Opinión | Vértigo
No tocaba
El martes por la mañana, a eso de las nueve y veinte, estaba sentado ante el ordenador, escribiendo y observando cada poco una reproducción que tenía sobre la mesa de uno de esos cuadros típicos de Hendrick Avercamp que capturan una escena de hielo en un canal congelado de los Países Bajos, llena de decenas de personajes y detalles que vuelven la pintura una novela. De repente, sentí un mareo extrañísimo, como si estuviese en un barco, o de pie en un trozo de madera sobre el agua. El suelo de casa perdió de golpe toda su firmeza, se volvió algo parecido a una nube, o a lo mejor a una hipótesis, que no obstante no me dejaba caer más abajo; tan inseguro, pues, no era.

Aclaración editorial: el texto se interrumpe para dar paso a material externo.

//! Method resolution by HTTP verb.

use rustax_core::MediaType;

use crate::endpoint::{EndpointDescriptor, MethodDescriptor};

/// Produces rating of a candidate when the request has no Accept
/// preferences: the worst rating, since anything is accepted.
pub const ACCEPT_ANY_RATING: usize = usize::MAX;

/// A handler method under consideration for one request.
///
/// Created per request by [`methods_for_verb`] and narrowed by the
/// negotiation stages, which fill in the captured arguments and the
/// filtered media types.
#[derive(Debug, Clone)]
pub struct Candidate<'a> {
    pub(crate) method: &'a MethodDescriptor,
    pub(crate) args: Vec<String>,
    pub(crate) consumes: Option<Vec<MediaType>>,
    pub(crate) produces: Vec<MediaType>,
    pub(crate) produces_rating: usize,
}

impl<'a> Candidate<'a> {
    /// A candidate for `method` before any filtering.
    #[must_use]
    pub fn new(method: &'a MethodDescriptor) -> Self {
        Self {
            method,
            args: Vec::new(),
            consumes: None,
            produces: Vec::new(),
            produces_rating: ACCEPT_ANY_RATING,
        }
    }

    /// The handler method.
    #[must_use]
    pub fn method(&self) -> &'a MethodDescriptor {
        self.method
    }

    /// Path segments captured by the method's template.
    #[must_use]
    pub fn args(&self) -> &[String] {
        &self.args
    }

    /// Request media types matched by the consumes stage, most preferred
    /// first. `None` when the request had no content type.
    #[must_use]
    pub fn consumes(&self) -> Option<&[MediaType]> {
        self.consumes.as_deref()
    }

    /// Response media types matched by the produces stage, in client
    /// preference order.
    #[must_use]
    pub fn produces(&self) -> &[MediaType] {
        &self.produces
    }

    /// Index of the best Accept preference matched; lower is better.
    #[must_use]
    pub fn produces_rating(&self) -> usize {
        self.produces_rating
    }
}

/// Candidates for every method of `endpoint` that responds to `verb`, in
/// declaration order. The verb is compared case-insensitively.
#[must_use]
pub fn methods_for_verb<'a>(endpoint: &'a EndpointDescriptor, verb: &str) -> Vec<Candidate<'a>> {
    endpoint
        .methods()
        .iter()
        .filter(|method| method.responds_to(verb))
        .map(Candidate::new)
        .collect()
}
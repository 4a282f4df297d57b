//! Dispatch outcome integration tests: bodies, status codes, failures.

#[cfg(test)]
mod tests {
    use bytes::Bytes;
    use http::StatusCode;
    use rustax_http::DispatchError;
    use serde_json::json;

    use crate::{body_json, body_text, fixture_dispatcher, media, request};

    #[test]
    fn test_should_create_from_json_body() {
        let request = request("POST", "/api/products")
            .with_content_type(media("application/json; charset=utf-8"))
            .with_body(Bytes::from_static(br#"{"name":"lamp","price":12}"#));

        let response = fixture_dispatcher().serve(&request);
        assert_eq!(response.status(), StatusCode::CREATED);
        assert_eq!(response.header("Content-Type"), Some("application/json"));
        assert_eq!(body_json(&response), json!({"name": "lamp", "price": 12}));
    }

    #[test]
    fn test_should_prepend_body_to_path_arguments() {
        let request = request("PUT", "/api/products/3/name")
            .with_content_type(media("text/plain"))
            .with_body("Desk lamp");

        let response = fixture_dispatcher().serve(&request);
        assert_eq!(response.status(), StatusCode::OK);
        assert_eq!(body_json(&response), json!(["Desk lamp", "3"]));
    }

    #[test]
    fn test_should_answer_without_body_for_unit_result() {
        let response = fixture_dispatcher().serve(&request("DELETE", "/api/products/3"));
        assert_eq!(response.status(), StatusCode::OK);
        assert!(response.body().is_none());
    }

    #[test]
    fn test_should_reject_unconsumable_content_type() {
        let request = request("POST", "/api/products")
            .with_content_type(media("application/xml"))
            .with_body("<product/>");
        let err = fixture_dispatcher().dispatch(&request).unwrap_err();
        assert!(matches!(err, DispatchError::UnsupportedMediaType(_)));
    }

    #[test]
    fn test_should_reject_consumable_type_without_serializer() {
        let request = request("POST", "/api/products")
            .with_content_type(media("text/csv"))
            .with_body("name,price\nlamp,12\n");
        let response = fixture_dispatcher().serve(&request);
        assert_eq!(response.status(), StatusCode::UNSUPPORTED_MEDIA_TYPE);
        assert_eq!(body_text(&response), "Unsupported Media Type");
    }

    #[test]
    fn test_should_reject_body_without_content_type() {
        let request = request("POST", "/api/products").with_body("{}");
        let response = fixture_dispatcher().serve(&request);
        assert_eq!(response.status(), StatusCode::BAD_REQUEST);
    }

    #[test]
    fn test_should_reject_producible_type_without_serializer() {
        let err = fixture_dispatcher()
            .dispatch(&request("GET", "/api/products/7/sheet"))
            .unwrap_err();
        assert!(matches!(err, DispatchError::NotAcceptable(_)));
    }

    #[test]
    fn test_should_return_not_found() {
        let dispatcher = fixture_dispatcher();
        for (method, path) in [
            ("GET", "/products"),
            ("GET", "/api/unknown"),
            ("PATCH", "/api/products"),
            ("GET", "/api/products/7/8/9"),
        ] {
            let response = dispatcher.serve(&request(method, path));
            assert_eq!(
                response.status(),
                StatusCode::NOT_FOUND,
                "failed for {method} {path}"
            );
        }
    }

    #[test]
    fn test_should_serve_concurrent_requests_from_shared_dispatcher() {
        let dispatcher = std::sync::Arc::new(fixture_dispatcher());
        let handles: Vec<_> = (0..8)
            .map(|i| {
                let dispatcher = std::sync::Arc::clone(&dispatcher);
                std::thread::spawn(move || {
                    let response = dispatcher.serve(&request("GET", &format!("/api/products/{i}")));
                    body_json(&response)
                })
            })
            .collect();

        for (i, handle) in handles.into_iter().enumerate() {
            assert_eq!(handle.join().unwrap(), json!({"id": i.to_string()}));
        }
    }
}
//! Media type and HTTP verb definitions shared across RustAx crates.

use std::fmt;
use std::str::FromStr;

use crate::error::{RustAxError, RustAxResult};

/// A MIME type reduced to its lower-cased essence (`type/subtype`).
///
/// Parameters such as `charset` are dropped, so `Application/JSON; charset=utf-8`
/// and `application/json` compare equal. Wildcard ranges (`*/*`, `text/*`) are
/// representable and are only meaningful on the matching side, see
/// [`MediaType::matches`].
#[derive(Debug, Clone, PartialEq, Eq, Hash, PartialOrd, Ord)]
pub struct MediaType(String);

impl MediaType {
    /// The `*/*` range.
    pub const ANY: &str = "*/*";

    /// Parse a media type, discarding parameters.
    ///
    /// # Errors
    /// Returns an error if the input is empty or not of the form `type/subtype`.
    pub fn parse(raw: &str) -> RustAxResult<Self> {
        let trimmed = raw.trim();
        if trimmed.is_empty() {
            return Err(RustAxError::InvalidMediaType(raw.to_owned()));
        }
        let parsed = mime::Mime::from_str(trimmed)
            .map_err(|_| RustAxError::InvalidMediaType(raw.to_owned()))?;
        Ok(Self::from_mime(&parsed))
    }

    /// Build a media type from an already parsed [`mime::Mime`].
    #[must_use]
    pub fn from_mime(mime: &mime::Mime) -> Self {
        Self(mime.essence_str().to_ascii_lowercase())
    }

    /// Get the essence as a string slice.
    #[must_use]
    pub fn as_str(&self) -> &str {
        &self.0
    }

    /// The top-level type, e.g. `application`.
    #[must_use]
    pub fn type_(&self) -> &str {
        self.0.split_once('/').map_or(self.0.as_str(), |(t, _)| t)
    }

    /// The subtype, e.g. `json`.
    #[must_use]
    pub fn subtype(&self) -> &str {
        self.0.split_once('/').map_or("", |(_, s)| s)
    }

    /// Whether this is a range (`*/*` or `type/*`) rather than a concrete type.
    #[must_use]
    pub fn is_wildcard(&self) -> bool {
        self.type_() == "*" || self.subtype() == "*"
    }

    /// Whether `other` falls inside this type when this type is read as a range.
    ///
    /// A concrete type only matches itself; `text/*` matches every `text`
    /// subtype; `*/*` matches everything.
    #[must_use]
    pub fn matches(&self, other: &MediaType) -> bool {
        let type_ok = self.type_() == "*" || self.type_() == other.type_();
        let subtype_ok = self.subtype() == "*" || self.subtype() == other.subtype();
        type_ok && subtype_ok
    }
}

impl FromStr for MediaType {
    type Err = RustAxError;

    fn from_str(s: &str) -> Result<Self, Self::Err> {
        Self::parse(s)
    }
}

impl fmt::Display for MediaType {
    fn fmt(&self, f: &mut fmt::Formatter<'_>) -> fmt::Result {
        f.write_str(&self.0)
    }
}

/// An HTTP request method token, stored upper-cased.
///
/// Comparison against request methods is case-insensitive.
#[derive(Debug, Clone, PartialEq, Eq, Hash, PartialOrd, Ord)]
pub struct Verb(String);

impl Verb {
    /// Create a verb from a method token.
    ///
    /// # Errors
    /// Returns an error if the token is empty or contains characters other
    /// than ASCII alphanumerics, `-` and `_`.
    pub fn new(token: impl AsRef<str>) -> RustAxResult<Self> {
        let token = token.as_ref().trim();
        let valid = !token.is_empty()
            && token
                .chars()
                .all(|c| c.is_ascii_alphanumeric() || c == '-' || c == '_');
        if !valid {
            return Err(RustAxError::InvalidVerb(token.to_owned()));
        }
        Ok(Self(token.to_ascii_uppercase()))
    }

    /// Get the verb as a string slice.
    #[must_use]
    pub fn as_str(&self) -> &str {
        &self.0
    }

    /// Case-insensitive comparison with a raw request method.
    #[must_use]
    pub fn is(&self, method: &str) -> bool {
        self.0.eq_ignore_ascii_case(method.trim())
    }
}

impl FromStr for Verb {
    type Err = RustAxError;

    fn from_str(s: &str) -> Result<Self, Self::Err> {
        Self::new(s)
    }
}

impl fmt::Display for Verb {
    fn fmt(&self, f: &mut fmt::Formatter<'_>) -> fmt::Result {
        f.write_str(&self.0)
    }
}

#[cfg(test)]
mod tests {
    use super::*;

    #[test]
    fn test_should_normalize_media_type_essence() {
        let mt = MediaType::parse(" Application/JSON; charset=utf-8 ").unwrap();
        assert_eq!(mt.as_str(), "application/json");
        assert_eq!(mt.type_(), "application");
        assert_eq!(mt.subtype(), "json");
        assert!(!mt.is_wildcard());
    }

    #[test]
    fn test_should_reject_invalid_media_type() {
        assert!(MediaType::parse("").is_err());
        assert!(MediaType::parse("   ").is_err());
        assert!(MediaType::parse("json").is_err());
    }

    #[test]
    fn test_should_match_media_ranges() {
        let json = MediaType::parse("application/json").unwrap();
        let xml = MediaType::parse("application/xml").unwrap();
        let text = MediaType::parse("text/plain").unwrap();
        let any = MediaType::parse(MediaType::ANY).unwrap();
        let app_any = MediaType::parse("application/*").unwrap();

        assert!(any.is_wildcard());
        assert!(any.matches(&json));
        assert!(app_any.matches(&json));
        assert!(app_any.matches(&xml));
        assert!(!app_any.matches(&text));
        assert!(json.matches(&json));
        assert!(!json.matches(&xml));
    }

    #[test]
    fn test_should_uppercase_verb() {
        let verb = Verb::new("get").unwrap();
        assert_eq!(verb.as_str(), "GET");
        assert!(verb.is("Get"));
        assert!(!verb.is("POST"));
    }

    #[test]
    fn test_should_reject_invalid_verb() {
        assert!(Verb::new("").is_err());
        assert!(Verb::new("GE T").is_err());
        assert!(Verb::new("GET/").is_err());
    }
}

El mundo devino en esos segundos en un lugar sospechoso, ficticio, esquivo, como una persona a la que miras, para decirle hola, porque la conoces, y en lugar de devolverte el saludo te aparta la cara. Perdí control sobre el espacio. Mi cuerpo se volvió una especie de ola, un hielo sin pena ni gloria derritiéndose en una olla al fuego, operación que lo conduce inevitablemente a la desaparición. Fue tan real y novedoso y extraño lo que sentí en ese instante que temí que me estaba dando algo, y que debía aprovechar la lucidez que todavía conservaba para marcar el 062 y salvar mi vida. Pensé en un ictus, en un derrame cerebral, y en que se acababa una etapa, y que de golpe los buenos tiempos quedaban atrás. No pensé en la muerte, pero sí tuve miedo a desaparecer. «Me toca», me dije sin perder los papeles, y al decirme que me tocaba creo que construí el pensamiento de los amigos a los que le había tocado antes que a mí, y que la vida era una lista de futuros desaparecidos en la que ocupamos un lugar que no se nos revela hasta el último minuto.
Me levanté de la silla despacio, sin tener demasiado claro para qué, y hacia dónde iba a dirigirme con mi mareo. En casa estábamos mi hija y yo. Salí del estudio y caminé por el pasillo sin confianza en que la nube resistiese mi peso. No daba tumbos, no me torcía, pero sí experimentaba una ajena liviandad, que se traducía en ausencia absoluta de volumen. A lo mejor ya estaba muerto, me dio por pensar, con una mezcla de miedo y desinterés; desinterés por falta de fuerza. Encontré a Helena en el cuarto de baño, sentada en el suelo. Manejaba el cepillo de dientes eléctrico con una mano mientras sostenía el secador de pelo con la otra, apuntando a un pantalón que no había acabado de secarse durante la noche. Sentí el aleteo del absurdo. La escena me hizo pensar en el Simón de Buñuel, subido durante años a una columna en mitad del desierto.
Cuando me di cuenta, había recuperado el control. El episodio no duró más de un minuto. Y entonces la realidad recuperó rigidez. También el miedo a desaparecer se extinguió. No me tocaba. Me quedé, sin embargo, con la duda. Qué era eso que me había visitado. Escribí a Mercedes, mi médica de cabecera, que apuntó a un vértigo posicional benigno de autorresolución inmediata. Algo sin demasiada importancia, en lo que ahora no puedo dejar de pensar, como si no hubiese nada más importante. Es decir, lo de siempre.